**Requirement**: Please return each entry in the listing exactly.

**Stored data**:
· · · · ·

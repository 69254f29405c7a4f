//! UnitRegistry: keyed, insertion-ordered storage for one role's units.

use std::cell::RefCell;
use std::fmt;
use std::rc::Rc;

use indexmap::IndexMap;
use tracing::debug;

use super::naming::derive_key;
use super::unit::{LogicUnit, Role};
use crate::element::ElementClass;

/// Logic units of a single [`Role`], keyed by registration key.
pub struct UnitRegistry {
    role: Role,
    owner: Option<&'static ElementClass>,
    units: RefCell<IndexMap<String, Rc<dyn LogicUnit>>>,
}

impl UnitRegistry {
    /// An empty registry. `owner` supplies the ancestor chain for key
    /// derivation.
    pub fn new(role: Role, owner: Option<&'static ElementClass>) -> Self {
        Self {
            role,
            owner,
            units: RefCell::new(IndexMap::new()),
        }
    }

    pub fn role(&self) -> Role {
        self.role
    }

    /// The key `unit` would be registered under without an explicit key.
    pub fn key_for(&self, unit: &dyn LogicUnit) -> String {
        if let Some(key) = unit.context().key_name() {
            return key;
        }
        let chain = self.owner.into_iter().flat_map(|class| class.lineage());
        derive_key(chain, unit.class_name(), self.role.suffix())
    }

    /// Register `unit` and record the key on its context. An explicit `key`
    /// wins over a preset key name, which wins over a derived one. A unit
    /// already registered under the same key is replaced.
    pub fn add(&self, unit: Rc<dyn LogicUnit>, key: Option<&str>) -> String {
        let key = match key {
            Some(key) => key.to_owned(),
            None => self.key_for(unit.as_ref()),
        };
        if unit.role() != self.role {
            debug!(
                class = unit.class_name(),
                written_for = %unit.role(),
                registered_as = %self.role,
                "unit registered under a different role"
            );
        }
        unit.context().set_key_name(key.clone());
        self.units.borrow_mut().insert(key.clone(), unit);
        key
    }

    pub fn get(&self, key: &str) -> Option<Rc<dyn LogicUnit>> {
        self.units.borrow().get(key).cloned()
    }

    pub fn remove(&self, key: &str) -> Option<Rc<dyn LogicUnit>> {
        self.units.borrow_mut().shift_remove(key)
    }

    pub fn contains(&self, key: &str) -> bool {
        self.units.borrow().contains_key(key)
    }

    /// Keys in registration order.
    pub fn keys(&self) -> Vec<String> {
        self.units.borrow().keys().cloned().collect()
    }

    /// Units in registration order.
    pub fn units(&self) -> Vec<Rc<dyn LogicUnit>> {
        self.units.borrow().values().cloned().collect()
    }

    /// `(key, unit)` pairs in registration order.
    pub fn entries(&self) -> Vec<(String, Rc<dyn LogicUnit>)> {
        self.units
            .borrow()
            .iter()
            .map(|(k, u)| (k.clone(), Rc::clone(u)))
            .collect()
    }

    pub fn len(&self) -> usize {
        self.units.borrow().len()
    }

    pub fn is_empty(&self) -> bool {
        self.units.borrow().is_empty()
    }
}

impl fmt::Debug for UnitRegistry {
    fn fmt(&self, f: &mut fmt::Formatter<'_>) -> fmt::Result {
        f.debug_struct("UnitRegistry")
            .field("role", &self.role)
            .field("owner", &self.owner.map(ElementClass::name))
            .field("keys", &self.keys())
            .finish()
    }
}
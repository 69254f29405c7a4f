//! DataBlock: one named unit of model data.

use indexmap::IndexMap;
use serde_json::{Map, Value};

/// Identity of a [`Model`](super::Model), used as a block's non-owning
/// back-reference.
#[derive(Debug, Clone, Copy, PartialEq, Eq, Hash)]
pub struct ModelId(pub(crate) u64);

/// A keyed payload plus an optional identifier and a notification switch.
///
/// A block is linked to at most one model at a time. Once
/// [`clear`](DataBlock::clear)ed it is retired: it holds no data, is unlinked,
/// and ignores writes.
#[derive(Debug, Clone, PartialEq)]
pub struct DataBlock {
    id: Option<Value>,
    data: IndexMap<String, Value>,
    notifications: bool,
    model: Option<ModelId>,
    cleared: bool,
}

impl DataBlock {
    /// Create an unlinked block from fields.
    pub fn new(data: IndexMap<String, Value>, id: Option<Value>) -> Self {
        Self {
            id,
            data,
            notifications: true,
            model: None,
            cleared: false,
        }
    }

    /// Create an empty unlinked block.
    pub fn empty() -> Self {
        Self::new(IndexMap::new(), None)
    }

    /// Wrap raw data. Objects become fields, arrays become index-named
    /// fields; anything else is not block data.
    pub fn from_value(value: Value, id: Option<Value>) -> Option<Self> {
        let data: IndexMap<String, Value> = match value {
            Value::Object(map) => map.into_iter().collect(),
            Value::Array(items) => items
                .into_iter()
                .enumerate()
                .map(|(i, v)| (i.to_string(), v))
                .collect(),
            _ => return None,
        };
        Some(Self::new(data, id))
    }

    /// The block identifier.
    pub fn id(&self) -> Option<&Value> {
        self.id.as_ref()
    }

    /// Replace the block identifier.
    pub fn set_id(&mut self, id: Value) {
        self.id = Some(id);
    }

    /// The fields.
    pub fn data(&self) -> &IndexMap<String, Value> {
        &self.data
    }

    /// The fields as a JSON object.
    pub fn to_value(&self) -> Value {
        Value::Object(
            self.data
                .iter()
                .map(|(k, v)| (k.clone(), v.clone()))
                .collect::<Map<String, Value>>(),
        )
    }

    pub fn get(&self, field: &str) -> Option<&Value> {
        self.data.get(field)
    }

    /// Write a field. Returns `false` only for a cleared block.
    pub fn set(&mut self, field: &str, value: Value) -> bool {
        if self.cleared {
            return false;
        }
        self.data.insert(field.to_owned(), value);
        true
    }

    pub fn has(&self, field: &str) -> bool {
        self.data.contains_key(field)
    }

    /// Remove a field, keeping the order of the rest.
    pub fn delete(&mut self, field: &str) -> Option<Value> {
        self.data.shift_remove(field)
    }

    pub fn keys(&self) -> impl Iterator<Item = &str> {
        self.data.keys().map(String::as_str)
    }

    pub fn values(&self) -> impl Iterator<Item = &Value> {
        self.data.values()
    }

    pub fn len(&self) -> usize {
        self.data.len()
    }

    pub fn is_empty(&self) -> bool {
        self.data.is_empty()
    }

    /// Turn this block's change notifications on or off.
    pub fn enable_notifications(&mut self, enabled: bool) {
        self.notifications = enabled;
    }

    pub fn notifications_enabled(&self) -> bool {
        self.notifications
    }

    /// The model this block is linked to.
    pub fn linked_model(&self) -> Option<ModelId> {
        self.model
    }

    pub(crate) fn link(&mut self, model: ModelId) {
        self.model = Some(model);
    }

    /// Empty the block, unlink it, and retire it for good.
    pub fn clear(&mut self) {
        self.data.clear();
        self.model = None;
        self.cleared = true;
    }

    pub fn is_cleared(&self) -> bool {
        self.cleared
    }
}

impl Default for DataBlock {
    fn default() -> Self {
        Self::empty()
    }
}

/// What a model accepts when installing a block: raw data or a ready block.
#[derive(Debug, Clone)]
pub enum BlockInput {
    Raw(Value),
    Block(DataBlock),
}

impl From<Value> for BlockInput {
    fn from(value: Value) -> Self {
        Self::Raw(value)
    }
}

impl From<DataBlock> for BlockInput {
    fn from(block: DataBlock) -> Self {
        Self::Block(block)
    }
}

· · · · ·

**Solved problem**:
repository 69254f29405c7a4f
//! UnitRegistry: keyed, insertion-ordered storage for one role's units.

use std::cell::RefCell;
use std::fmt;
use std::rc::Rc;

use indexmap::IndexMap;
use tracing::debug;

use super::naming::derive_key;
use super::unit::{LogicUnit, Role};
use crate::element::ElementClass;

/// Logic units of a single [`Role`], keyed by registration key.
pub struct UnitRegistry {
    role: Role,
    owner: Option<&'static ElementClass>,
    units: RefCell<IndexMap<String, Rc<dyn LogicUnit>>>,
}

impl UnitRegistry {
    /// An empty registry. `owner` supplies the ancestor chain for key
    /// derivation.
    pub fn new(role: Role, owner: Option<&'static ElementClass>) -> Self {
        Self {
            role,
            owner,
            units: RefCell::new(IndexMap::new()),
        }
    }

    pub fn role(&self) -> Role {
        self.role
    }

    /// The key `unit` would be registered under without an explicit key.
    pub fn key_for(&self, unit: &dyn LogicUnit) -> String {
        if let Some(key) = unit.context().key_name() {
            return key;
        }
        let chain = self.owner.into_iter().flat_map(|class| class.lineage());
        derive_key(chain, unit.class_name(), self.role.suffix())
    }

    /// Register `unit` and record the key on its context. An explicit `key`
    /// wins over a preset key name, which wins over a derived one. A unit
    /// already registered under the same key is replaced.
    pub fn add(&self, unit: Rc<dyn LogicUnit>, key: Option<&str>) -> String {
        let key = match key {
            Some(key) => key.to_owned(),
            None => self.key_for(unit.as_ref()),
        };
        if unit.role() != self.role {
            debug!(
                class = unit.class_name(),
                written_for = %unit.role(),
                registered_as = %self.role,
                "unit registered under a different role"
            );
        }
        unit.context().set_key_name(key.clone());
        self.units.borrow_mut().insert(key.clone(), unit);
        key
    }

    pub fn get(&self, key: &str) -> Option<Rc<dyn LogicUnit>> {
        self.units.borrow().get(key).cloned()
    }

    pub fn remove(&self, key: &str) -> Option<Rc<dyn LogicUnit>> {
        self.units.borrow_mut().shift_remove(key)
    }

    pub fn contains(&self, key: &str) -> bool {
        self.units.borrow().contains_key(key)
    }

    /// Keys in registration order.
    pub fn keys(&self) -> Vec<String> {
        self.units.borrow().keys().cloned().collect()
    }

    /// Units in registration order.
    pub fn units(&self) -> Vec<Rc<dyn LogicUnit>> {
        self.units.borrow().values().cloned().collect()
    }

    /// `(key, unit)` pairs in registration order.
    pub fn entries(&self) -> Vec<(String, Rc<dyn LogicUnit>)> {
        self.units
            .borrow()
            .iter()
            .map(|(k, u)| (k.clone(), Rc::clone(u)))
            .collect()
    }

    pub fn len(&self) -> usize {
        self.units.borrow().len()
    }

    pub fn is_empty(&self) -> bool {
        self.units.borrow().is_empty()
    }
}

impl fmt::Debug for UnitRegistry {
    fn fmt(&self, f: &mut fmt::Formatter<'_>) -> fmt::Result {
        f.debug_struct("UnitRegistry")
            .field("role", &self.role)
            .field("owner", &self.owner.map(ElementClass::name))
            .field("keys", &self.keys())
            .finish()
    }
}
repository 69254f29405c7a4f
//! DataBlock: one named unit of model data.

use indexmap::IndexMap;
use serde_json::{Map, Value};

/// Identity of a [`Model`](super::Model), used as a block's non-owning
/// back-reference.
#[derive(Debug, Clone, Copy, PartialEq, Eq, Hash)]
pub struct ModelId(pub(crate) u64);

/// A keyed payload plus an optional identifier and a notification switch.
///
/// A block is linked to at most one model at a time. Once
/// [`clear`](DataBlock::clear)ed it is retired: it holds no data, is unlinked,
/// and ignores writes.
#[derive(Debug, Clone, PartialEq)]
pub struct DataBlock {
    id: Option<Value>,
    data: IndexMap<String, Value>,
    notifications: bool,
    model: Option<ModelId>,
    cleared: bool,
}

impl DataBlock {
    /// Create an unlinked block from fields.
    pub fn new(data: IndexMap<String, Value>, id: Option<Value>) -> Self {
        Self {
            id,
            data,
            notifications: true,
            model: None,
            cleared: false,
        }
    }

    /// Create an empty unlinked block.
    pub fn empty() -> Self {
        Self::new(IndexMap::new(), None)
    }

    /// Wrap raw data. Objects become fields, arrays become index-named
    /// fields; anything else is not block data.
    pub fn from_value(value: Value, id: Option<Value>) -> Option<Self> {
        let data: IndexMap<String, Value> = match value {
            Value::Object(map) => map.into_iter().collect(),
            Value::Array(items) => items
                .into_iter()
                .enumerate()
                .map(|(i, v)| (i.to_string(), v))
                .collect(),
            _ => return None,
        };
        Some(Self::new(data, id))
    }

    /// The block identifier.
    pub fn id(&self) -> Option<&Value> {
        self.id.as_ref()
    }

    /// Replace the block identifier.
    pub fn set_id(&mut self, id: Value) {
        self.id = Some(id);
    }

    /// The fields.
    pub fn data(&self) -> &IndexMap<String, Value> {
        &self.data
    }

    /// The fields as a JSON object.
    pub fn to_value(&self) -> Value {
        Value::Object(
            self.data
                .iter()
                .map(|(k, v)| (k.clone(), v.clone()))
                .collect::<Map<String, Value>>(),
        )
    }

    pub fn get(&self, field: &str) -> Option<&Value> {
        self.data.get(field)
    }

    /// Write a field. Returns `false` only for a cleared block.
    pub fn set(&mut self, field: &str, value: Value) -> bool {
        if self.cleared {
            return false;
        }
        self.data.insert(field.to_owned(), value);
        true
    }

    pub fn has(&self, field: &str) -> bool {
        self.data.contains_key(field)
    }

    /// Remove a field, keeping the order of the rest.
    pub fn delete(&mut self, field: &str) -> Option<Value> {
        self.data.shift_remove(field)
    }

    pub fn keys(&self) -> impl Iterator<Item = &str> {
        self.data.keys().map(String::as_str)
    }

    pub fn values(&self) -> impl Iterator<Item = &Value> {
        self.data.values()
    }

    pub fn len(&self) -> usize {
        self.data.len()
    }

    pub fn is_empty(&self) -> bool {
        self.data.is_empty()
    }

    /// Turn this block's change notifications on or off.
    pub fn enable_notifications(&mut self, enabled: bool) {
        self.notifications = enabled;
    }

    pub fn notifications_enabled(&self) -> bool {
        self.notifications
    }

    /// The model this block is linked to.
    pub fn linked_model(&self) -> Option<ModelId> {
        self.model
    }

    pub(crate) fn link(&mut self, model: ModelId) {
        self.model = Some(model);
    }

    /// Empty the block, unlink it, and retire it for good.
    pub fn clear(&mut self) {
        self.data.clear();
        self.model = None;
        self.cleared = true;
    }

    pub fn is_cleared(&self) -> bool {
        self.cleared
    }
}

impl Default for DataBlock {
    fn default() -> Self {
        Self::empty()
    }
}

/// What a model accepts when installing a block: raw data or a ready block.
#[derive(Debug, Clone)]
pub enum BlockInput {
    Raw(Value),
    Block(DataBlock),
}

impl From<Value> for BlockInput {
    fn from(value: Value) -> Self {
        Self::Raw(value)
    }
}

impl From<DataBlock> for BlockInput {
    fn from(block: DataBlock) -> Self {
        Self::Block(block)
    }
}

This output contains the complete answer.